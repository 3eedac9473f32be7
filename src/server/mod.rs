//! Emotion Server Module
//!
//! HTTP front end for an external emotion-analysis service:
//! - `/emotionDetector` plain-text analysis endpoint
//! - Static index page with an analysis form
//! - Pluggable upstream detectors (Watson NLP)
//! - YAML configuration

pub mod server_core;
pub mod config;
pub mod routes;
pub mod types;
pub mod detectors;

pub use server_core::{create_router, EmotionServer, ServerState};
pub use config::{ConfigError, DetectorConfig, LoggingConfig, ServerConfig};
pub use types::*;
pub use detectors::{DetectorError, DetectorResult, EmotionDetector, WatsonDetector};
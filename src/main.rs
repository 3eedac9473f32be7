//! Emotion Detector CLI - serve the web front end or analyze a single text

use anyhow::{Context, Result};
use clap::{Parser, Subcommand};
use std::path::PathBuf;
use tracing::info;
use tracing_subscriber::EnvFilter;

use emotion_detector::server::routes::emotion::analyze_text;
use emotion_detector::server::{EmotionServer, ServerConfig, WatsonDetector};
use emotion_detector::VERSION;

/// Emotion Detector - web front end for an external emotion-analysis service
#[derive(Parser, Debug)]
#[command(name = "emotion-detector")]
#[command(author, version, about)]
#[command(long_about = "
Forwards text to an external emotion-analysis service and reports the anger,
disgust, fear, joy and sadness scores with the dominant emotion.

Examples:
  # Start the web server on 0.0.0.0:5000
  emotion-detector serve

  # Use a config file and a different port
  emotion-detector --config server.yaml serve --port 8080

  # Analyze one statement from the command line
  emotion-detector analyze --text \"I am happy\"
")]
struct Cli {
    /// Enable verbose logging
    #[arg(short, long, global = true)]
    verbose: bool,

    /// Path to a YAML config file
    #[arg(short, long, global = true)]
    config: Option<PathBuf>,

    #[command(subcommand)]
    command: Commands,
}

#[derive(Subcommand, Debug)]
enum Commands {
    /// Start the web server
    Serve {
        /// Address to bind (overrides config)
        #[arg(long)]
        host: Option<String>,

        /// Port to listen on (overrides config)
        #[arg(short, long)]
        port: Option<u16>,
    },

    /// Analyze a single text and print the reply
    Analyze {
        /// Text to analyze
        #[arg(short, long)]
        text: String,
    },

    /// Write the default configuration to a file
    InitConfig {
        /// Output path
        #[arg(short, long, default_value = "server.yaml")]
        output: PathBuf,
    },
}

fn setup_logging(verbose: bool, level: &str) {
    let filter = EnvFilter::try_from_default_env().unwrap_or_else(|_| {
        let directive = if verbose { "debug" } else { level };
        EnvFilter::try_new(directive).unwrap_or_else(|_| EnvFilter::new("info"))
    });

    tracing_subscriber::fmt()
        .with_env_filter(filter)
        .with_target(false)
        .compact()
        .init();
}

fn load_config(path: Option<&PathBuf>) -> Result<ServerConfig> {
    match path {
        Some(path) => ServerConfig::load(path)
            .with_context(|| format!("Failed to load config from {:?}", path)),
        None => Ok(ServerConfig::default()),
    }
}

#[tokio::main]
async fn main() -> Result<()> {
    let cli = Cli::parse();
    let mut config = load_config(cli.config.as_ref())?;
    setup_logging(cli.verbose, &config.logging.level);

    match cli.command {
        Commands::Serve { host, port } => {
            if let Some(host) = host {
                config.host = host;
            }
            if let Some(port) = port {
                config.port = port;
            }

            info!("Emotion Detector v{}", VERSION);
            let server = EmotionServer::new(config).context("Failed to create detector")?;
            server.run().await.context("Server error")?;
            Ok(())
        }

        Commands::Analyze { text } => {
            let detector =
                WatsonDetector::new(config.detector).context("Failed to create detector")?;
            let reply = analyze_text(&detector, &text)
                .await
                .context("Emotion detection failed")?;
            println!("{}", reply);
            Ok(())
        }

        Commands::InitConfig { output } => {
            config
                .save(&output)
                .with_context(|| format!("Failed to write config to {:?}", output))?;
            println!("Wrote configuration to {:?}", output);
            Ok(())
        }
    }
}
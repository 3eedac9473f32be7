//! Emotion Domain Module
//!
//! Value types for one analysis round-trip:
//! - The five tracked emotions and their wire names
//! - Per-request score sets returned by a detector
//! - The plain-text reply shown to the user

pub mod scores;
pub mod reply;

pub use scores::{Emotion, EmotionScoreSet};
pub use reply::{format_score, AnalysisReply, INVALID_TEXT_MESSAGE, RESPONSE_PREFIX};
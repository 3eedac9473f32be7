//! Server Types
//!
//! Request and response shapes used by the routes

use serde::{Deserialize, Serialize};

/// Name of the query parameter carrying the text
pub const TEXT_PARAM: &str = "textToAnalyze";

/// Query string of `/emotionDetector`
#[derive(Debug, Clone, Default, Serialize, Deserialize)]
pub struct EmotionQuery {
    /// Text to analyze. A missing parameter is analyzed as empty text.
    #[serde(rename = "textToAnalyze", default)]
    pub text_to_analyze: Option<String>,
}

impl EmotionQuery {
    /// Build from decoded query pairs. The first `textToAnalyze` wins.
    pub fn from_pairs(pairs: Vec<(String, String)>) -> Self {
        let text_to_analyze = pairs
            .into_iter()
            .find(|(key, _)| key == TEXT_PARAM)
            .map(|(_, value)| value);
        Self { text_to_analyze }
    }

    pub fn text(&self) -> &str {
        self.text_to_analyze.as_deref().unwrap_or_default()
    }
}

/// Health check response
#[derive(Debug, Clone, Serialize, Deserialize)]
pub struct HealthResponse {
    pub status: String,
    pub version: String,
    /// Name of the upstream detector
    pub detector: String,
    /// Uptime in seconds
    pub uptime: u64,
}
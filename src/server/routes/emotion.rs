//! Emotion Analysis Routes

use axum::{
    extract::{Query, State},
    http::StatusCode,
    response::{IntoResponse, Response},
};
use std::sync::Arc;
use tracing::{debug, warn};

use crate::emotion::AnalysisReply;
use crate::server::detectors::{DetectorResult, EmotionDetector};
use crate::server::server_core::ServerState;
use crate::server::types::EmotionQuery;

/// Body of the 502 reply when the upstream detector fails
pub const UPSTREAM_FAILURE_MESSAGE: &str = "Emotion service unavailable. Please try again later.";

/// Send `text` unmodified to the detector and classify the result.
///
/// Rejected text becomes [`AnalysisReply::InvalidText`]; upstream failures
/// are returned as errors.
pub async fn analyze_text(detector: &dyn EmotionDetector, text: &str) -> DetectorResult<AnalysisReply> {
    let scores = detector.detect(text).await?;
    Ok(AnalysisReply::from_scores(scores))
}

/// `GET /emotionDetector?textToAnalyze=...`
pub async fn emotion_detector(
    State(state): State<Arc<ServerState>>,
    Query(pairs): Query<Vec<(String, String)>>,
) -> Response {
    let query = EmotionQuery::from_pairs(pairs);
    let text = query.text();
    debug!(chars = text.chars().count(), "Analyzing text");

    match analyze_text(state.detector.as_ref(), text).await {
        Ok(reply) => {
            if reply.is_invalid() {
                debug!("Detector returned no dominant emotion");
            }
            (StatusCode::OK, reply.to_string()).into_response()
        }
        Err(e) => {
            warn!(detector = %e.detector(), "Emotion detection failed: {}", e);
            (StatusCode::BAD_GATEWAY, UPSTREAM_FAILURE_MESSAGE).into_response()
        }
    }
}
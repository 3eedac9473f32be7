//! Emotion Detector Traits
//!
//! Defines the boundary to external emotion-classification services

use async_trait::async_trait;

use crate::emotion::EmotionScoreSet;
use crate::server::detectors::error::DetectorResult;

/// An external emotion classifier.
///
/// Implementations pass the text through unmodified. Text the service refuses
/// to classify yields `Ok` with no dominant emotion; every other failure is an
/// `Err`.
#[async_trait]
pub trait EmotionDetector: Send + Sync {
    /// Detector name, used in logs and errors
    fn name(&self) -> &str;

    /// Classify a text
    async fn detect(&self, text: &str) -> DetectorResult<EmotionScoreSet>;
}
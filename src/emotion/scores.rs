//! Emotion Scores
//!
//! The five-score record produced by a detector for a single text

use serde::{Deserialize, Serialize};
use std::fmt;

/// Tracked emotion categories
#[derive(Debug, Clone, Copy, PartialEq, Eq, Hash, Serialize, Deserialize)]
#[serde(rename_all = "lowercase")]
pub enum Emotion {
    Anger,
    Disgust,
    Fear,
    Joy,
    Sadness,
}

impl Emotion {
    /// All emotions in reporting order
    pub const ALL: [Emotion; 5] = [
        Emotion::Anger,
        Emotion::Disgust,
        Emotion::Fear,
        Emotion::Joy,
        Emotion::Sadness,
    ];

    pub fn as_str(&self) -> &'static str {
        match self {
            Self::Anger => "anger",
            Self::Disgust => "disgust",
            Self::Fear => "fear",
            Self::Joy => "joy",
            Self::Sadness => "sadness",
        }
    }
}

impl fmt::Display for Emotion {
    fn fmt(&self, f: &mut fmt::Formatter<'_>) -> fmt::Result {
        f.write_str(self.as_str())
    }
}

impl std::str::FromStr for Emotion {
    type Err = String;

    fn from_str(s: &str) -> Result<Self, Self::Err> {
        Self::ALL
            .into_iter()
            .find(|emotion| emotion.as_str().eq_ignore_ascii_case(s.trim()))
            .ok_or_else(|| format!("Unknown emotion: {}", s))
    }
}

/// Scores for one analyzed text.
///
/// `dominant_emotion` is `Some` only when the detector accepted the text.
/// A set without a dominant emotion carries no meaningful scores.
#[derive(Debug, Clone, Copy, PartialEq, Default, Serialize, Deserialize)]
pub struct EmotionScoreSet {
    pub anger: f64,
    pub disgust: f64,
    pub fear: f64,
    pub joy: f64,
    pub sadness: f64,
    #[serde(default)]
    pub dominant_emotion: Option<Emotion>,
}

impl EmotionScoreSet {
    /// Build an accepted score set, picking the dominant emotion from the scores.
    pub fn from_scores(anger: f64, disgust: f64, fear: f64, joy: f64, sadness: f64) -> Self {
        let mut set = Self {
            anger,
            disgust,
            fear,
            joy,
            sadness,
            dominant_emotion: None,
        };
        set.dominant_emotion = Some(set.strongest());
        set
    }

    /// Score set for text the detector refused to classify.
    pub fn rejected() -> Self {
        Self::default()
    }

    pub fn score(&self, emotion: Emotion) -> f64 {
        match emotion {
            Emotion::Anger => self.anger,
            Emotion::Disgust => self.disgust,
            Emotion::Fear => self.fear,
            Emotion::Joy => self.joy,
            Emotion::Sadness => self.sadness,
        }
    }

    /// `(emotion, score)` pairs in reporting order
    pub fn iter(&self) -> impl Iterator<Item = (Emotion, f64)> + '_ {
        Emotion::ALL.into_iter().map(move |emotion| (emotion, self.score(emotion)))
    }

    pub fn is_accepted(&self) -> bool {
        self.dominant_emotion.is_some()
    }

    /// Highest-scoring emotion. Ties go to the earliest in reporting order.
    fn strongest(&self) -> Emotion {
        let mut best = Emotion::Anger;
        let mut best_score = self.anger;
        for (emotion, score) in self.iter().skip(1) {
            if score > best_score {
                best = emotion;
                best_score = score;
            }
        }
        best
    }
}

:::::

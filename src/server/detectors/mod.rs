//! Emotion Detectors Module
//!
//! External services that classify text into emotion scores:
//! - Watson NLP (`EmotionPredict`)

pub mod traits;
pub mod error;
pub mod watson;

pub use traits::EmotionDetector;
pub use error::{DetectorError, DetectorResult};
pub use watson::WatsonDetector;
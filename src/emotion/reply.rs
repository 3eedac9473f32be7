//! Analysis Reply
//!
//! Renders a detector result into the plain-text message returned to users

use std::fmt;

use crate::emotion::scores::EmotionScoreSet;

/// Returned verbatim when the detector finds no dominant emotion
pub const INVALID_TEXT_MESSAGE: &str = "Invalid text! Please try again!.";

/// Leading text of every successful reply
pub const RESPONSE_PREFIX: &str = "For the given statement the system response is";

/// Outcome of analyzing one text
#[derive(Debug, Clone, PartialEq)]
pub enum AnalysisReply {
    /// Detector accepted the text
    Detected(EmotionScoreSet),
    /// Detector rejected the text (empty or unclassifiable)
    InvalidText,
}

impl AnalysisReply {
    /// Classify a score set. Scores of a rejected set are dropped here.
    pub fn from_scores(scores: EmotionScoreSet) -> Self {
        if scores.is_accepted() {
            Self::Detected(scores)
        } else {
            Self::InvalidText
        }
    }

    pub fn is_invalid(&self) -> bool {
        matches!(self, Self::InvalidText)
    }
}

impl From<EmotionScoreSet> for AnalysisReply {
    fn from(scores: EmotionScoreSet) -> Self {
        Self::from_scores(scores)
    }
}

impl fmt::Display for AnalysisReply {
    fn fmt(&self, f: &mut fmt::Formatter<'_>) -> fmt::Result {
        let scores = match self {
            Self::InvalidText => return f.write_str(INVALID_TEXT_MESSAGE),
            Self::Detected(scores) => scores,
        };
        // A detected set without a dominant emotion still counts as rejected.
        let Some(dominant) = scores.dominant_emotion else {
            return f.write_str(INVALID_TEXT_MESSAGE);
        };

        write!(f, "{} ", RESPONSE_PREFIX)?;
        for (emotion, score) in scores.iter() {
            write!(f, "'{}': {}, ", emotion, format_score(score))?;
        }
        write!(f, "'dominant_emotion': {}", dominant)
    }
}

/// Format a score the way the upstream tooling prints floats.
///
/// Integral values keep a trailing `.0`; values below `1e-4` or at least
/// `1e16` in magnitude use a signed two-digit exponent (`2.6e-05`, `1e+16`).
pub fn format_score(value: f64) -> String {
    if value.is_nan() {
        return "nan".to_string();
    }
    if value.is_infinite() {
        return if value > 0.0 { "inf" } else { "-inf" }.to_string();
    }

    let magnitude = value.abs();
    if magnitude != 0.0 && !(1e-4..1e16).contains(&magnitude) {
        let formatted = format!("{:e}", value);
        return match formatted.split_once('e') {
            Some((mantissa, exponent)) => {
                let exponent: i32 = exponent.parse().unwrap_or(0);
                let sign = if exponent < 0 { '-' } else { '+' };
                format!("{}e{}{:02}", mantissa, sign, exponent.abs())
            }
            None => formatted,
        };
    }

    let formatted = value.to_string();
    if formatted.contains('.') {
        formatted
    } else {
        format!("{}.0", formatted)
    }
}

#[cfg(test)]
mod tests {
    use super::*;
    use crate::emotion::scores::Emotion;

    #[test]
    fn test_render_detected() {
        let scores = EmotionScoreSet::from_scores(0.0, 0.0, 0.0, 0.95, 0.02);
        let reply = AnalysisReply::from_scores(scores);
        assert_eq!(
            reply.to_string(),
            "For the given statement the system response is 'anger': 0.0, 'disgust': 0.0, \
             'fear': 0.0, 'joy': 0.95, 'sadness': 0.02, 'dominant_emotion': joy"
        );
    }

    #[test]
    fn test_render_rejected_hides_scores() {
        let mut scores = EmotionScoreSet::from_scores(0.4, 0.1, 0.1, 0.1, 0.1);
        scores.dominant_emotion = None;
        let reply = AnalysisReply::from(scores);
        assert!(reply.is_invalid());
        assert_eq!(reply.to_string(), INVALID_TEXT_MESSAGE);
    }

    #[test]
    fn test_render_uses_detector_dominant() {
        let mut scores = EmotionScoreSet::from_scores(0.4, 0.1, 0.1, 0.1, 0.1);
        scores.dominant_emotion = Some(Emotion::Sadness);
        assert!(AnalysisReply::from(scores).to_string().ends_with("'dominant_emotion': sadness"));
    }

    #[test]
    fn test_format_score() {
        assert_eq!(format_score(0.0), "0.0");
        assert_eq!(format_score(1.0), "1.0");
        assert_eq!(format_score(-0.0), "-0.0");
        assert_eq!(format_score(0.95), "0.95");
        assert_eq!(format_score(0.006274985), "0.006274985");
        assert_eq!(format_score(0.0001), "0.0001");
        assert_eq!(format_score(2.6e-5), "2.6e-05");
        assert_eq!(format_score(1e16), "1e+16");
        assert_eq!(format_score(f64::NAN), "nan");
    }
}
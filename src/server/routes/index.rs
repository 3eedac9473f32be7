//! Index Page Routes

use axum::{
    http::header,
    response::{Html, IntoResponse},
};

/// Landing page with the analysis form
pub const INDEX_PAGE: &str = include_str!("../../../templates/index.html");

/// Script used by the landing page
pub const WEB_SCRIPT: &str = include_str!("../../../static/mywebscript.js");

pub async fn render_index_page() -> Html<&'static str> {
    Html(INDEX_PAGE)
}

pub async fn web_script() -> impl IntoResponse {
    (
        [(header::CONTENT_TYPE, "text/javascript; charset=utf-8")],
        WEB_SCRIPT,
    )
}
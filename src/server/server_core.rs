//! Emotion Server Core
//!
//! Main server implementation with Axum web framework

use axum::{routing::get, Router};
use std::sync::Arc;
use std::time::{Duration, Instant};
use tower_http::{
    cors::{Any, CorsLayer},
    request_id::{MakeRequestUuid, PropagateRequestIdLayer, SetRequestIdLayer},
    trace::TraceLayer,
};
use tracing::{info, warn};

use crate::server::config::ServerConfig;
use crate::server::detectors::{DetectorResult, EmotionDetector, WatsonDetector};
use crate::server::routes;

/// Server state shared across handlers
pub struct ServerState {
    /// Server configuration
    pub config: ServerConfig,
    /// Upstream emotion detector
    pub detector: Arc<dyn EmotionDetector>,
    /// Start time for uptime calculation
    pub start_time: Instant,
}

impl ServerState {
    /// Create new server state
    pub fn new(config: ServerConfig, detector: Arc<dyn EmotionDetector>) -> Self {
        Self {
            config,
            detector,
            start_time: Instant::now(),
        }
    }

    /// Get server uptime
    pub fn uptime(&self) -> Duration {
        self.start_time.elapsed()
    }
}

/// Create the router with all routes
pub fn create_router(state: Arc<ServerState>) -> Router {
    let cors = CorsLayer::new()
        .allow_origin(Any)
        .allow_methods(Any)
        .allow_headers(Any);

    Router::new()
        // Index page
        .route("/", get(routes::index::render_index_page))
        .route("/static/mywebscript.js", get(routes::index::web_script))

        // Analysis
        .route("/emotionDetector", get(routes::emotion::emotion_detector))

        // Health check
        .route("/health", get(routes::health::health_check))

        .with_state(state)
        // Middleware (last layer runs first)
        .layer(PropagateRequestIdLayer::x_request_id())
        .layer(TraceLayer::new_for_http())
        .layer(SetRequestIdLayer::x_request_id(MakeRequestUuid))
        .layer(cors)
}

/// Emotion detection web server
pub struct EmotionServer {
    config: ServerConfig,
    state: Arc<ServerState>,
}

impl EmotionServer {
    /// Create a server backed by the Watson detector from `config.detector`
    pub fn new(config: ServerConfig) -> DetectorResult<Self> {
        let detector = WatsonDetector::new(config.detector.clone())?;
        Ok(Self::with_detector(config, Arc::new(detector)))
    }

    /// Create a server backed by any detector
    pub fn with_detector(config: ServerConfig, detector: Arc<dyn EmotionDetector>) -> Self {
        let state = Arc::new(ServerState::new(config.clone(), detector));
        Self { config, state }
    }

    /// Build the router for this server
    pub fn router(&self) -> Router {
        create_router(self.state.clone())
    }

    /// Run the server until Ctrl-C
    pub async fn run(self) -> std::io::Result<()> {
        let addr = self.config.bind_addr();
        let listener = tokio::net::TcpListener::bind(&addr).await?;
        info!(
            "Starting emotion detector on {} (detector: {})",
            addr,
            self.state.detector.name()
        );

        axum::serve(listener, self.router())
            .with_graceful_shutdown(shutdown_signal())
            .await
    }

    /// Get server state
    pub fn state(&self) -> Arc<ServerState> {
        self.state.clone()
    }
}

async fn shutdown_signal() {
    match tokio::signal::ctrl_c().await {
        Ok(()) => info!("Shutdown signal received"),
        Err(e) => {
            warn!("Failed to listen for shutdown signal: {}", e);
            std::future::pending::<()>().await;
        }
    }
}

:::::

• _What to work on_: Copy back the listing above exactly, but only from the line with "config.port = port;" through the line with "their wire names", both ends included.

• _Output of the task_:
                config.port = port;
            }

            info!("Emotion Detector v{}", VERSION);
            let server = EmotionServer::new(config).context("Failed to create detector")?;
            server.run().await.context("Server error")?;
            Ok(())
        }

        Commands::Analyze { text } => {
            let detector =
                WatsonDetector::new(config.detector).context("Failed to create detector")?;
            let reply = analyze_text(&detector, &text)
                .await
                .context("Emotion detection failed")?;
            println!("{}", reply);
            Ok(())
        }

        Commands::InitConfig { output } => {
            config
                .save(&output)
                .with_context(|| format!("Failed to write config to {:?}", output))?;
            println!("Wrote configuration to {:?}", output);
            Ok(())
        }
    }
}
repository 3eedac9473f32be7
//! Emotion Domain Module
//!
//! Value types for one analysis round-trip:
//! - The five tracked emotions and their wire names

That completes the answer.